● **TASK GOAL**
Return every line of the records that includes the string "LibraryResult".

DATASET ENTRIES Start Marker

//! Persistent upload library: one JSON file, one section per owner.
//!
//! The whole file is loaded into memory on open and flushed atomically via
//! temp+rename. Sections belonging to other owners are carried through
//! untouched.

use std::collections::BTreeMap;
use std::path::{Path, PathBuf};

use serde::{Deserialize, Serialize};
use tracing::{debug, warn};

use crate::error::{LibraryError, LibraryResult};
use crate::folder::{self, ROOT};
use crate::record::UploadRecord;

const FORMAT_VERSION: u32 = 1;

/// Files and folders belonging to one owner
#[derive(Debug, Clone, Default, Serialize, Deserialize)]
pub struct OwnerSection {
    #[serde(default)]
    pub files: Vec<UploadRecord>,
    #[serde(default)]
    pub folders: Vec<String>,
}

#[derive(Debug, Default, Deserialize)]
struct LibraryFile {
    #[serde(default)]
    owners: BTreeMap<String, OwnerSection>,
}

#[derive(Serialize)]
struct LibraryFileRef<'a> {
    version: u32,
    owners: BTreeMap<&'a str, &'a OwnerSection>,
}

/// What a folder delete took with it
#[derive(Debug, Clone, PartialEq)]
pub struct FolderRemoval {
    /// Folders removed (the target and its descendants)
    pub folders: Vec<String>,
    /// Records that lived in any removed folder
    pub records: Vec<UploadRecord>,
    /// Where the caller should navigate next
    pub parent: String,
}

/// The upload library for a single owner
pub struct Library {
    path: PathBuf,
    owner: String,
    section: OwnerSection,
    others: BTreeMap<String, OwnerSection>,
    dirty: bool,
}

impl Library {
    /// Load or create the library at `path`, scoped to `owner`.
    /// If the file doesn't exist, starts empty.
    pub fn open(path: &Path, owner: &str) -> LibraryResult<Self> {
        let mut file = if path.exists() {
            let content = std::fs::read_to_string(path).map_err(|source| LibraryError::Read {
                path: path.display().to_string(),
                source,
            })?;
            serde_json::from_str::<LibraryFile>(&content).map_err(|source| {
                LibraryError::Parse {
                    path: path.display().to_string(),
                    source,
                }
            })?
        } else {
            LibraryFile::default()
        };

        let section = file.owners.remove(owner).unwrap_or_default();
        debug!(
            path = %path.display(),
            owner,
            files = section.files.len(),
            folders = section.folders.len(),
            "opened library"
        );

        Ok(Self {
            path: path.to_path_buf(),
            owner: owner.to_string(),
            section,
            others: file.owners,
            dirty: false,
        })
    }

    pub fn owner(&self) -> &str {
        &self.owner
    }

    pub fn path(&self) -> &Path {
        &self.path
    }

    /// Flush dirty changes to disk using an atomic write (write then rename).
    pub fn flush(&mut self) -> LibraryResult<()> {
        if !self.dirty {
            return Ok(());
        }

        if let Some(parent) = self.path.parent() {
            std::fs::create_dir_all(parent).map_err(|source| LibraryError::Write {
                path: parent.display().to_string(),
                source,
            })?;
        }

        let mut owners: BTreeMap<&str, &OwnerSection> =
            self.others.iter().map(|(k, v)| (k.as_str(), v)).collect();
        owners.insert(self.owner.as_str(), &self.section);
        let json = serde_json::to_string_pretty(&LibraryFileRef {
            version: FORMAT_VERSION,
            owners,
        })?;

        let tmp_path = self.path.with_extension("tmp");
        std::fs::write(&tmp_path, &json).map_err(|source| LibraryError::Write {
            path: tmp_path.display().to_string(),
            source,
        })?;
        std::fs::rename(&tmp_path, &self.path).map_err(|source| LibraryError::Write {
            path: self.path.display().to_string(),
            source,
        })?;

        self.dirty = false;
        Ok(())
    }

    // ── Records ──────────────────────────────────────────────────────────

    /// Record an upload. A record with the same CID is replaced.
    pub fn add(&mut self, record: UploadRecord) -> LibraryResult<()> {
        if !self.folder_exists(&record.folder) {
            return Err(LibraryError::FolderNotFound(record.folder));
        }
        if let Some(existing) = self.section.files.iter_mut().find(|r| r.cid == record.cid) {
            debug!(cid = %record.cid, "replacing existing record");
            *existing = record;
        } else {
            self.section.files.push(record);
        }
        self.dirty = true;
        Ok(())
    }

    pub fn get(&self, cid: &str) -> Option<&UploadRecord> {
        self.section.files.iter().find(|r| r.cid == cid)
    }

    /// Remove a record by CID, returning it.
    pub fn remove(&mut self, cid: &str) -> Option<UploadRecord> {
        let idx = self.section.files.iter().position(|r| r.cid == cid)?;
        self.dirty = true;
        Some(self.section.files.remove(idx))
    }

    pub fn records(&self) -> &[UploadRecord] {
        &self.section.files
    }

    /// Records directly inside `folder` (not its subfolders).
    pub fn list_folder(&self, folder: &str) -> Vec<&UploadRecord> {
        let folder = folder::normalize(folder);
        self.section
            .files
            .iter()
            .filter(|r| r.folder == folder)
            .collect()
    }

    /// Records in `folder` whose name contains `term`, ignoring case.
    /// An empty term lists the folder.
    pub fn search(&self, folder: &str, term: &str) -> Vec<&UploadRecord> {
        let term = term.trim();
        self.list_folder(folder)
            .into_iter()
            .filter(|r| term.is_empty() || r.matches(term))
            .collect()
    }

    // ── Folders ──────────────────────────────────────────────────────────

    pub fn folders(&self) -> &[String] {
        &self.section.folders
    }

    pub fn folder_exists(&self, path: &str) -> bool {
        path == ROOT || self.section.folders.iter().any(|f| f == path)
    }

    /// Create folder `name` under `parent`, returning its path.
    pub fn create_folder(&mut self, parent: &str, name: &str) -> LibraryResult<String> {
        let parent = folder::normalize(parent);
        if !self.folder_exists(&parent) {
            return Err(LibraryError::FolderNotFound(parent));
        }
        let path = folder::child_path(&parent, name)?;
        if self.folder_exists(&path) {
            return Err(LibraryError::FolderExists(path));
        }
        self.section.folders.push(path.clone());
        self.dirty = true;
        debug!(folder = %path, "created folder");
        Ok(path)
    }

    /// Direct children of `parent`, sorted.
    pub fn subfolders(&self, parent: &str) -> Vec<&str> {
        let parent = folder::normalize(parent);
        let mut children: Vec<&str> = self
            .section
            .folders
            .iter()
            .filter(|f| folder::parent_of(f) == parent)
            .map(String::as_str)
            .collect();
        children.sort_unstable();
        children
    }

    /// Delete a folder, its descendants and every record inside them.
    ///
    /// Matching is on whole path components: deleting `/a` leaves `/ab`
    /// alone. The removed records are returned so the caller can unpin them.
    pub fn delete_folder(&mut self, path: &str) -> LibraryResult<FolderRemoval> {
        let path = folder::normalize(path);
        if path == ROOT {
            return Err(LibraryError::RootFolder);
        }
        if !self.folder_exists(&path) {
            return Err(LibraryError::FolderNotFound(path));
        }

        let (removed_folders, kept_folders): (Vec<String>, Vec<String>) = self
            .section
            .folders
            .drain(..)
            .partition(|f| folder::is_within(f, &path));
        self.section.folders = kept_folders;

        let (removed_records, kept_records): (Vec<UploadRecord>, Vec<UploadRecord>) = self
            .section
            .files
            .drain(..)
            .partition(|r| folder::is_within(&r.folder, &path));
        self.section.files = kept_records;

        self.dirty = true;
        debug!(
            folder = %path,
            folders = removed_folders.len(),
            records = removed_records.len(),
            "deleted folder"
        );

        Ok(FolderRemoval {
            parent: folder::parent_of(&path),
            folders: removed_folders,
            records: removed_records,
        })
    }
}

impl Drop for Library {
    fn drop(&mut self) {
        if self.dirty {
            if let Err(e) = self.flush() {
                warn!("failed to flush library on drop: {e}");
            }
        }
    }
}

DATASET ENTRIES End Marker

● **THE COMPLETED TASK**
use crate::error::{LibraryError, LibraryResult};
    pub fn open(path: &Path, owner: &str) -> LibraryResult<Self> {
    pub fn flush(&mut self) -> LibraryResult<()> {
    pub fn add(&mut self, record: UploadRecord) -> LibraryResult<()> {
    pub fn create_folder(&mut self, parent: &str, name: &str) -> LibraryResult<String> {
    pub fn delete_folder(&mut self, path: &str) -> LibraryResult<FolderRemoval> {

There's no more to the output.